> _Material provided_
-.-.-

//! Reference-counted allocator backing 4-D array creation.
//!
//! Contract with emitted code: byte count in RDI, usable pointer back in
//! RAX. Each block carries a 16-byte header `{refcount, size}` in front
//! of the usable region; retain/release manipulate the count and free at
//! zero.

use std::alloc::{alloc_zeroed, dealloc, Layout};
use std::sync::atomic::{AtomicU64, Ordering};

const HEADER_SIZE: usize = 16;
const BLOCK_ALIGN: usize = 16;

#[repr(C)]
struct BlockHeader {
    refs: AtomicU64,
    size: u64,
}

fn layout_for(total: usize) -> Layout {
    // Total size is header + payload; both 16-aligned.
    Layout::from_size_align(total, BLOCK_ALIGN).expect("block layout")
}

/// Allocate `bytes` of zeroed, refcounted memory. Returns null when the
/// allocator fails or `bytes` overflows the header addition.
pub fn rc_alloc(bytes: u64) -> *mut u8 {
    let Some(total) = (bytes as usize).checked_add(HEADER_SIZE) else {
        return std::ptr::null_mut();
    };
    // SAFETY: layout has non-zero size (header included).
    let raw = unsafe { alloc_zeroed(layout_for(total)) };
    if raw.is_null() {
        return raw;
    }
    // SAFETY: raw points to at least HEADER_SIZE writable bytes.
    unsafe {
        let header = raw as *mut BlockHeader;
        (*header).refs = AtomicU64::new(1);
        (*header).size = bytes;
        raw.add(HEADER_SIZE)
    }
}

/// Increment a block's refcount.
///
/// # Safety
/// `ptr` must be a pointer previously returned by [`rc_alloc`] and not
/// yet freed.
pub unsafe fn rc_retain(ptr: *mut u8) {
    let header = ptr.sub(HEADER_SIZE) as *const BlockHeader;
    (*header).refs.fetch_add(1, Ordering::Relaxed);
}

/// Decrement a block's refcount, freeing it when the count hits zero.
///
/// # Safety
/// As for [`rc_retain`].
pub unsafe fn rc_release(ptr: *mut u8) {
    let raw = ptr.sub(HEADER_SIZE);
    let header = raw as *const BlockHeader;
    if (*header).refs.fetch_sub(1, Ordering::AcqRel) == 1 {
        let total = (*header).size as usize + HEADER_SIZE;
        dealloc(raw, layout_for(total));
    }
}
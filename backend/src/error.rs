use blaze_ast::{NodeId, NodeKind};

/// Fatal emission errors. The emitter never partially succeeds: any of
/// these aborts the session and no output is produced.
#[derive(Debug, thiserror::Error)]
pub enum EmitError {
    #[error("node {0:?}: index out of range")]
    BadNode(NodeId),

    #[error("node {node:?}: {kind:?} not allowed {context}")]
    BadNodeKind {
        node: NodeId,
        kind: NodeKind,
        context: &'static str,
    },

    #[error("node {0:?}: malformed string reference")]
    BadString(NodeId),

    #[error("undefined identifier `{0}`")]
    Undefined(String),

    #[error("duplicate declaration of `{0}` in scope")]
    Duplicate(String),

    #[error("`{name}` called with {got} arguments, expected {expected}")]
    Arity {
        name: String,
        expected: usize,
        got: usize,
    },

    #[error("`{name}` is a {kind}, not usable here")]
    WrongSymbolKind { name: String, kind: &'static str },

    #[error("call argument count {0} exceeds the register convention")]
    TooManyArgs(usize),

    #[error("jump outside of a loop")]
    JumpOutsideLoop,

    #[error("temporal index outside the time axis")]
    TemporalIndexMisplaced,

    #[error("array `{0}` exceeds addressable size")]
    ArrayTooLarge(String),

    #[error("code buffer allocation failed: {0}")]
    Capacity(#[from] std::io::Error),

    #[error("label {0} bound twice")]
    LabelRebound(u32),

    #[error("unresolved patch at offset {site:#x} (label {label})")]
    UnresolvedPatch { site: usize, label: u32 },

    #[error("patch at offset {site:#x} out of displacement range")]
    PatchRange { site: usize },

    #[error("emission after finalize")]
    Finalized,
}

-.-.-

The expected answer is the complete material, restated exactly.

//! Reference-counted allocator backing 4-D array creation.
//!
//! Contract with emitted code: byte count in RDI, usable pointer back in
//! RAX. Each block carries a 16-byte header `{refcount, size}` in front
//! of the usable region; retain/release manipulate the count and free at
//! zero.

use std::alloc::{alloc_zeroed, dealloc, Layout};
use std::sync::atomic::{AtomicU64, Ordering};

const HEADER_SIZE: usize = 16;
const BLOCK_ALIGN: usize = 16;

#[repr(C)]
struct BlockHeader {
    refs: AtomicU64,
    size: u64,
}

fn layout_for(total: usize) -> Layout {
    // Total size is header + payload; both 16-aligned.
    Layout::from_size_align(total, BLOCK_ALIGN).expect("block layout")
}

/// Allocate `bytes` of zeroed, refcounted memory. Returns null when the
/// allocator fails or `bytes` overflows the header addition.
pub fn rc_alloc(bytes: u64) -> *mut u8 {
    let Some(total) = (bytes as usize).checked_add(HEADER_SIZE) else {
        return std::ptr::null_mut();
    };
    // SAFETY: layout has non-zero size (header included).
    let raw = unsafe { alloc_zeroed(layout_for(total)) };
    if raw.is_null() {
        return raw;
    }
    // SAFETY: raw points to at least HEADER_SIZE writable bytes.
    unsafe {
        let header = raw as *mut BlockHeader;
        (*header).refs = AtomicU64::new(1);
        (*header).size = bytes;
        raw.add(HEADER_SIZE)
    }
}

/// Increment a block's refcount.
///
/// # Safety
/// `ptr` must be a pointer previously returned by [`rc_alloc`] and not
/// yet freed.
pub unsafe fn rc_retain(ptr: *mut u8) {
    let header = ptr.sub(HEADER_SIZE) as *const BlockHeader;
    (*header).refs.fetch_add(1, Ordering::Relaxed);
}

/// Decrement a block's refcount, freeing it when the count hits zero.
///
/// # Safety
/// As for [`rc_retain`].
pub unsafe fn rc_release(ptr: *mut u8) {
    let raw = ptr.sub(HEADER_SIZE);
    let header = raw as *const BlockHeader;
    if (*header).refs.fetch_sub(1, Ordering::AcqRel) == 1 {
        let total = (*header).size as usize + HEADER_SIZE;
        dealloc(raw, layout_for(total));
    }
}
filename backend/src/error.rs
use blaze_ast::{NodeId, NodeKind};

/// Fatal emission errors. The emitter never partially succeeds: any of
/// these aborts the session and no output is produced.
#[derive(Debug, thiserror::Error)]
pub enum EmitError {
    #[error("node {0:?}: index out of range")]
    BadNode(NodeId),

    #[error("node {node:?}: {kind:?} not allowed {context}")]
    BadNodeKind {
        node: NodeId,
        kind: NodeKind,
        context: &'static str,
    },

    #[error("node {0:?}: malformed string reference")]
    BadString(NodeId),

    #[error("undefined identifier `{0}`")]
    Undefined(String),

    #[error("duplicate declaration of `{0}` in scope")]
    Duplicate(String),

    #[error("`{name}` called with {got} arguments, expected {expected}")]
    Arity {
        name: String,
        expected: usize,
        got: usize,
    },

    #[error("`{name}` is a {kind}, not usable here")]
    WrongSymbolKind { name: String, kind: &'static str },

    #[error("call argument count {0} exceeds the register convention")]
    TooManyArgs(usize),

    #[error("jump outside of a loop")]
    JumpOutsideLoop,

    #[error("temporal index outside the time axis")]
    TemporalIndexMisplaced,

    #[error("array `{0}` exceeds addressable size")]
    ArrayTooLarge(String),

    #[error("code buffer allocation failed: {0}")]
    Capacity(#[from] std::io::Error),

    #[error("label {0} bound twice")]
    LabelRebound(u32),

    #[error("unresolved patch at offset {site:#x} (label {label})")]
    UnresolvedPatch { site: usize, label: u32 },

    #[error("patch at offset {site:#x} out of displacement range")]
    PatchRange { site: usize },

    #[error("emission after finalize")]
    Finalized,
}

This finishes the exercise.